# How do I change his mind



## Jaded Heart (Jan 5, 2011)

This is so confusing to me, one day he wants out the next he is talking about us in the future. 

He is seriously being unreasonable about everything. When we moved into this new home in October he thought it would be a new start but I never knew that. I found out 2 weeks ago that he was having a EA with his brothers wife. His brother finally found out when his wife came clean with him about having feelings for my H. Cause his Brother and his wife are trying to work out their marriage problems. I thought after BIL found out that the calls and things would stop but they never did till last week when BIL called my H and told him to stop talking to his wife. I have no idea if he has , I did ask him a few nights ago about it and he said he doesn't even want to talk about it. That he has thought about what went on and he seriosuly thought it was all innocent. I had to explain to him it might have started out that way , but when you hide it from your spouse and her spouse and when you are calling her first thing in the morning and 10 times during the day then something is not innocent. 

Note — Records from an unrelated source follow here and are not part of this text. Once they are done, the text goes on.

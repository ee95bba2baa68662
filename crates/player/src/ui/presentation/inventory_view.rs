//! Inventory grid and item detail view models

use std::fmt;

use gamevault_domain::{humanize_key, InventoryItem, ItemType};

/// Shown in place of the grid when the player owns nothing
pub const EMPTY_INVENTORY_MESSAGE: &str = "Your inventory is empty";

const DEFAULT_ICON: &str = "📦";

/// Icon for an item type; unknown types share a default icon
pub fn item_icon(item_type: &ItemType) -> &'static str {
    match item_type {
        ItemType::Weapon => "⚔️",
        ItemType::Armor => "🛡️",
        ItemType::Consumable => "🧪",
        ItemType::Special => "✨",
        ItemType::Other(_) => DEFAULT_ICON,
    }
}

/// Quantity with the multiplication marker, e.g. `×5`
pub fn format_quantity(quantity: u32) -> String {
    format!("×{}", quantity)
}

/// One `Label: value` row of an item's properties
#[derive(Debug, Clone, PartialEq, Eq)]
pub struct PropertyLine {
    pub label: String,
    pub value: String,
}

impl fmt::Display for PropertyLine {
    fn fmt(&self, f: &mut fmt::Formatter<'_>) -> fmt::Result {
        write!(f, "{}: {}", self.label, self.value)
    }
}

/// Property rows in server order, with humanized labels
pub fn property_lines(item: &InventoryItem) -> Vec<PropertyLine> {
    item.properties
        .iter()
        .map(|property| PropertyLine {
            label: humanize_key(&property.key),
            value: property.value.clone(),
        })
        .collect()
}

/// An item as shown in the inventory grid
#[derive(Debug, Clone, PartialEq, Eq)]
pub struct ItemCard {
    pub icon: &'static str,
    pub name: String,
    pub type_badge: String,
    pub quantity_label: String,
    pub properties: Vec<PropertyLine>,
}

impl ItemCard {
    pub fn from_item(item: &InventoryItem) -> Self {
        Self {
            icon: item_icon(&item.item_type),
            name: item.item_name.clone(),
            type_badge: item.item_type.to_string(),
            quantity_label: format_quantity(item.quantity),
            properties: property_lines(item),
        }
    }
}

/// Grid content: either the empty-state message or one card per item
#[derive(Debug, Clone, PartialEq, Eq)]
pub enum InventoryBody {
    Empty(String),
    Items(Vec<ItemCard>),
}

/// The rendered inventory panel
#[derive(Debug, Clone, PartialEq, Eq)]
pub struct InventoryView {
    /// e.g. `3 items`
    pub count_label: String,
    pub body: InventoryBody,
}

impl InventoryView {
    pub fn item_count(&self) -> usize {
        match &self.body {
            InventoryBody::Empty(_) => 0,
            InventoryBody::Items(cards) => cards.len(),
        }
    }
}

pub fn render_inventory(items: &[InventoryItem]) -> InventoryView {
    if items.is_empty() {
        return InventoryView {
            count_label: "0 items".to_string(),
            body: InventoryBody::Empty(EMPTY_INVENTORY_MESSAGE.to_string()),
        };
    }

    InventoryView {
        count_label: format!("{} items", items.len()),
        body: InventoryBody::Items(items.iter().map(ItemCard::from_item).collect()),
    }
}

/// Content of the item detail overlay
#[derive(Debug, Clone, PartialEq, Eq)]
pub struct ItemDetailsView {
    pub icon: &'static str,
    pub name: String,
    pub type_badge: String,
    /// e.g. `Quantity: ×5`
    pub quantity_label: String,
    /// Empty when the item has no properties; the section is then omitted
    pub properties: Vec<PropertyLine>,
}

pub fn render_item_details(item: &InventoryItem) -> ItemDetailsView {
    ItemDetailsView {
        icon: item_icon(&item.item_type),
        name: item.item_name.clone(),
        type_badge: item.item_type.to_string(),
        quantity_label: format!("Quantity: {}", format_quantity(item.quantity)),
        properties: property_lines(item),
    }
}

I seriously don't want to give up on my marriage. His reasons for not wanting to be married anymore are reason from things I did 5 years ago when I left him and my kids and 14 years ago when I had a one night stand. 

I have told him that I love him, he is my world and I never showed him that before. That i can be a good wife and that I know we can be happy . We have never in 24 years put our marriage first when we had problems we got back to together and sweep everything under the rug. I don't want to do this to my children again. But I can just not get him to try or at least open up to the idea that we can fix this. 

Any advice please


----------



## Affaircare (Jan 11, 2010)

I think one of the first things you are going to have to come to grips with is that there are no "magic words" or magic things you can do to change his mind. You do not control him, and no matter how you manipulate it, it is up to him to make up his own mind. Shoot, if you pressure him right, he might even say he loves you and agree to move home, only to continue the affair deeper underground and more hidden! 

So #1 I'd suggest thinking about this. YOU are not going to change his mind. If he mind were to change, it would be if he decides to change his mind. The only mind you CAN change is your own. Once you have embraced the fact that no matter what you do you are not changing HIM...then we can start changing you.


----------